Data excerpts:
- Opening Delimiter -

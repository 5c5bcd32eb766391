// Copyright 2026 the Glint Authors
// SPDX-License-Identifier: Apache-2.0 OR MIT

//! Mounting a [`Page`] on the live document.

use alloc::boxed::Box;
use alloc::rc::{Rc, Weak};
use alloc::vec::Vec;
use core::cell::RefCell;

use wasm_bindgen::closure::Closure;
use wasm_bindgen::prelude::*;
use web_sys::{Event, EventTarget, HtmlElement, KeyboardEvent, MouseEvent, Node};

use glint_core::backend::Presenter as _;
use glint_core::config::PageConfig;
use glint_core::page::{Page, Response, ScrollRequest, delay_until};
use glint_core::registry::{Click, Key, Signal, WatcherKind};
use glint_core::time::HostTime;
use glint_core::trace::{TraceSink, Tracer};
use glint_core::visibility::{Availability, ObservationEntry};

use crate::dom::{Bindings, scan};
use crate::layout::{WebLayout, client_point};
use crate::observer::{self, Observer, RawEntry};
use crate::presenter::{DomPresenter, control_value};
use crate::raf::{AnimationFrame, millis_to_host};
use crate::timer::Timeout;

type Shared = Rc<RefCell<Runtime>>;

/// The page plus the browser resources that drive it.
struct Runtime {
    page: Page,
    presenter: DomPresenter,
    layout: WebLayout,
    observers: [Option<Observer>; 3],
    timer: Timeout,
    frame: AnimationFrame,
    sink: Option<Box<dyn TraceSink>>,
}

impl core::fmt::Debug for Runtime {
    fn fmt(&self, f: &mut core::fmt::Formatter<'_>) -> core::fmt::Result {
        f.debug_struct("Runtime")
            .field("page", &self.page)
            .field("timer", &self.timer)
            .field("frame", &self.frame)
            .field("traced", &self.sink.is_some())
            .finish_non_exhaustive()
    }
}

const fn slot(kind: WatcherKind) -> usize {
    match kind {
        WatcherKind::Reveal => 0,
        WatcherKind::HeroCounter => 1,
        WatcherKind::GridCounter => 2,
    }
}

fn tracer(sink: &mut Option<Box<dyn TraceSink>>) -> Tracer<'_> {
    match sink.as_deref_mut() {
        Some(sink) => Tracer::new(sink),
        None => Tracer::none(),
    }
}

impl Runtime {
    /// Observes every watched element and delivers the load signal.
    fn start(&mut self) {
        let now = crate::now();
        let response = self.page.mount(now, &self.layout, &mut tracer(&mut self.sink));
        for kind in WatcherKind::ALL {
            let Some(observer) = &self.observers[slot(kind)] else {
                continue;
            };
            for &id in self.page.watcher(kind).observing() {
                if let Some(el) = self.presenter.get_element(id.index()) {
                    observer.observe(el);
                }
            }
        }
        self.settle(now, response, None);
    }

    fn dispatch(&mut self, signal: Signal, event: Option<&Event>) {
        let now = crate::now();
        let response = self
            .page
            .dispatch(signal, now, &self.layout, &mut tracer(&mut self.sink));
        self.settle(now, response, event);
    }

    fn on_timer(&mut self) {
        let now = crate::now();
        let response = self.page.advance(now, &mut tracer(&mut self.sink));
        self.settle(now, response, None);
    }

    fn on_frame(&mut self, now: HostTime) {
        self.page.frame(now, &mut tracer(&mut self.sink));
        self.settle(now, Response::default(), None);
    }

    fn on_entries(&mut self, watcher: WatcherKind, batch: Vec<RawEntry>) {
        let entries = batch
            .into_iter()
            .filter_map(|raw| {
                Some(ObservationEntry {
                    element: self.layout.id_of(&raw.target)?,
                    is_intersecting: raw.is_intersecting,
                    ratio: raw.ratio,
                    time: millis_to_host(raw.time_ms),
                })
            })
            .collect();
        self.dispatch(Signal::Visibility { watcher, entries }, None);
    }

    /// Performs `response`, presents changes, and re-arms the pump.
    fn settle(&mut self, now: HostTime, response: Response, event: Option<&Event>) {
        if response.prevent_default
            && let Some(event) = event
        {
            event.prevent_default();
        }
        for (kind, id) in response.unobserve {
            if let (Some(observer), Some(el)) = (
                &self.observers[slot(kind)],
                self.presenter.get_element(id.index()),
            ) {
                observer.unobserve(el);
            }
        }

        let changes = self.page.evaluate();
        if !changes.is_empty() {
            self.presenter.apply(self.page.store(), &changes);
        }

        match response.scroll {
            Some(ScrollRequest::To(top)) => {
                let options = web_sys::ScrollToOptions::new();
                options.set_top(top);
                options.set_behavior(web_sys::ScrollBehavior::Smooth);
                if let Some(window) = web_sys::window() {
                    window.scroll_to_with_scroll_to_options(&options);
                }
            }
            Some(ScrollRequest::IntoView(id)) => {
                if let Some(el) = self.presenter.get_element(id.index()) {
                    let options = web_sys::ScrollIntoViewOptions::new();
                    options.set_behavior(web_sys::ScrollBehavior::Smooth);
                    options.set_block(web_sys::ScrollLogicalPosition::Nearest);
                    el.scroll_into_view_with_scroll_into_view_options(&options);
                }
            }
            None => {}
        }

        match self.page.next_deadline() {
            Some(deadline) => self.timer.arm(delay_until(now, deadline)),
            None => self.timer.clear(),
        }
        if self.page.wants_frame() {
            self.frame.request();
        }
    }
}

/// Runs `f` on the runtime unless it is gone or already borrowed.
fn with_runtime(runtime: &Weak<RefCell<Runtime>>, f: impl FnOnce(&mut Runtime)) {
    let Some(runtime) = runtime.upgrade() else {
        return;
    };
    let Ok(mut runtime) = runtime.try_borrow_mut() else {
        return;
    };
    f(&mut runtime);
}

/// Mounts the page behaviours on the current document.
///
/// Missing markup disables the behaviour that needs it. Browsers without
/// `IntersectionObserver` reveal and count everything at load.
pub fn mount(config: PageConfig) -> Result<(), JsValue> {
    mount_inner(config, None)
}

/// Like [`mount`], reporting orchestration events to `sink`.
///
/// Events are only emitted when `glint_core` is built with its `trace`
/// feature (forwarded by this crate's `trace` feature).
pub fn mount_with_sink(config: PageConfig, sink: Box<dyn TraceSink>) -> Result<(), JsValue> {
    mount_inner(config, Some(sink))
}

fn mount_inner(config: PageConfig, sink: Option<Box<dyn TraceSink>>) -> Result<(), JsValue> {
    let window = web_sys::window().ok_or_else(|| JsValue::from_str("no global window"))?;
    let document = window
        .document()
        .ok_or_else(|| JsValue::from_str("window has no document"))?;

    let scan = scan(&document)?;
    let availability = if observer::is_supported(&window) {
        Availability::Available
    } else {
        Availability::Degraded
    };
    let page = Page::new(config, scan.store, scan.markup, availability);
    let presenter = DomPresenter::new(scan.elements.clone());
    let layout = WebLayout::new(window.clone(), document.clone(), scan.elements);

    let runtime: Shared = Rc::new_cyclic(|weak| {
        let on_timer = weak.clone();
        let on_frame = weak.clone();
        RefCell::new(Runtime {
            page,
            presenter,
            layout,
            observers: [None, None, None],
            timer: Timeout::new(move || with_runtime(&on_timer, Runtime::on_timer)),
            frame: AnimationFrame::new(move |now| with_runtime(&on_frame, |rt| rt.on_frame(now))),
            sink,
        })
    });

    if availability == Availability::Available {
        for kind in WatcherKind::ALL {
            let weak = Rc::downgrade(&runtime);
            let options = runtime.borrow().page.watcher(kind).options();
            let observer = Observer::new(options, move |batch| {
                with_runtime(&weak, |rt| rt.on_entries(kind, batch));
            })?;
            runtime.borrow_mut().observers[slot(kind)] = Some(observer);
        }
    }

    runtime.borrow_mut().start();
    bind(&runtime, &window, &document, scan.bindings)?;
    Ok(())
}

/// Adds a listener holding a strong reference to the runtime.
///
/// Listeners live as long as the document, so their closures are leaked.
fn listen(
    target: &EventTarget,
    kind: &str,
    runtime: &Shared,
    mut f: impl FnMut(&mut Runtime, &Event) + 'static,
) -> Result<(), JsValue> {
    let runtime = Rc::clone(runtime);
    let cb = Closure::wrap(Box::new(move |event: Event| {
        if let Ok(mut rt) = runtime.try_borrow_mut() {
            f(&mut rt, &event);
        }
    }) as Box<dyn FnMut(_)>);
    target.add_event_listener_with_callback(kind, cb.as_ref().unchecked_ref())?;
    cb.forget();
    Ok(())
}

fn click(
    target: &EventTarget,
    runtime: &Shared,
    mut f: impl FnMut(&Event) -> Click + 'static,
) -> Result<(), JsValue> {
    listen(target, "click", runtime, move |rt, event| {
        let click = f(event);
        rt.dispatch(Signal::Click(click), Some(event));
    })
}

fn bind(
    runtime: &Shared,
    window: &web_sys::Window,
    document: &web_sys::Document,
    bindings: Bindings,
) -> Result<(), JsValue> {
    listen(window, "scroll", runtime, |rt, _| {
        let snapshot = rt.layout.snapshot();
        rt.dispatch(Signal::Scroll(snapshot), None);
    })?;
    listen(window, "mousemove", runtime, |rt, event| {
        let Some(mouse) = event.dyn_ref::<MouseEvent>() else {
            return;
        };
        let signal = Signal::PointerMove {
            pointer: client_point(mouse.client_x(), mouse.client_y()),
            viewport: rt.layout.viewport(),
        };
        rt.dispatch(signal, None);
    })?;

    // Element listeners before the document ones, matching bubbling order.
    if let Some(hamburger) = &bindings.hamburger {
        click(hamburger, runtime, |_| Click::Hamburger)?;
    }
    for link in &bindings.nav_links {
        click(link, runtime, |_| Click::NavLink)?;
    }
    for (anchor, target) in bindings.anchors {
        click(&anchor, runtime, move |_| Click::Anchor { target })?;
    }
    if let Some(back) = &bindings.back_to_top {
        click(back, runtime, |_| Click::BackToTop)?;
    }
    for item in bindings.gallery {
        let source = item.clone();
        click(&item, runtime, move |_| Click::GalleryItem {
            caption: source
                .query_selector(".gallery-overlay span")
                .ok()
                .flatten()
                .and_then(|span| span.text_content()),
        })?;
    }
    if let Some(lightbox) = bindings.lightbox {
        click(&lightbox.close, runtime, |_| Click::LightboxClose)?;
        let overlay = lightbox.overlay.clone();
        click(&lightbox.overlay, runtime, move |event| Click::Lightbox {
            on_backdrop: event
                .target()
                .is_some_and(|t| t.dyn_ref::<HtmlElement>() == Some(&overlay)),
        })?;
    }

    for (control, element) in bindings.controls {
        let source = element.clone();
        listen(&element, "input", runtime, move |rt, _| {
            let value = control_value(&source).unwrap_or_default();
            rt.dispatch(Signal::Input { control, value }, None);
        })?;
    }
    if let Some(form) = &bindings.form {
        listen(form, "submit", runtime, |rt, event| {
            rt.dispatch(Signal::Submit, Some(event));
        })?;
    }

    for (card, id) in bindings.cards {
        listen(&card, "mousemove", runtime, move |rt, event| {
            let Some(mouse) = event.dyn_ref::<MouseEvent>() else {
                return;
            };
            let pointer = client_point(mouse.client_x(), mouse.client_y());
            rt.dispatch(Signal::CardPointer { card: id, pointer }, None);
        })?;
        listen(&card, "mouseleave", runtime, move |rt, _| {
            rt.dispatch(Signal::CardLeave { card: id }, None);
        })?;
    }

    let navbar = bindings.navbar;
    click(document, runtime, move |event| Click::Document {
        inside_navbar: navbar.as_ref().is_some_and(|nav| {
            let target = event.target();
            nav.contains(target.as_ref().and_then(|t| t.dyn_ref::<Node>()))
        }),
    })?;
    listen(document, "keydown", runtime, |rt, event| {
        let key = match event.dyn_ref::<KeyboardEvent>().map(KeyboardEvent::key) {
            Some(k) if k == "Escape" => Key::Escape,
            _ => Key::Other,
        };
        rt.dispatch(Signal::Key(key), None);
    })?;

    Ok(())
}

- Closing Delimiter -

- _Aim of the task_
Within the data above, how many lines include the string "RawEntry"? Only the number is required.

- _Exercise solution_
2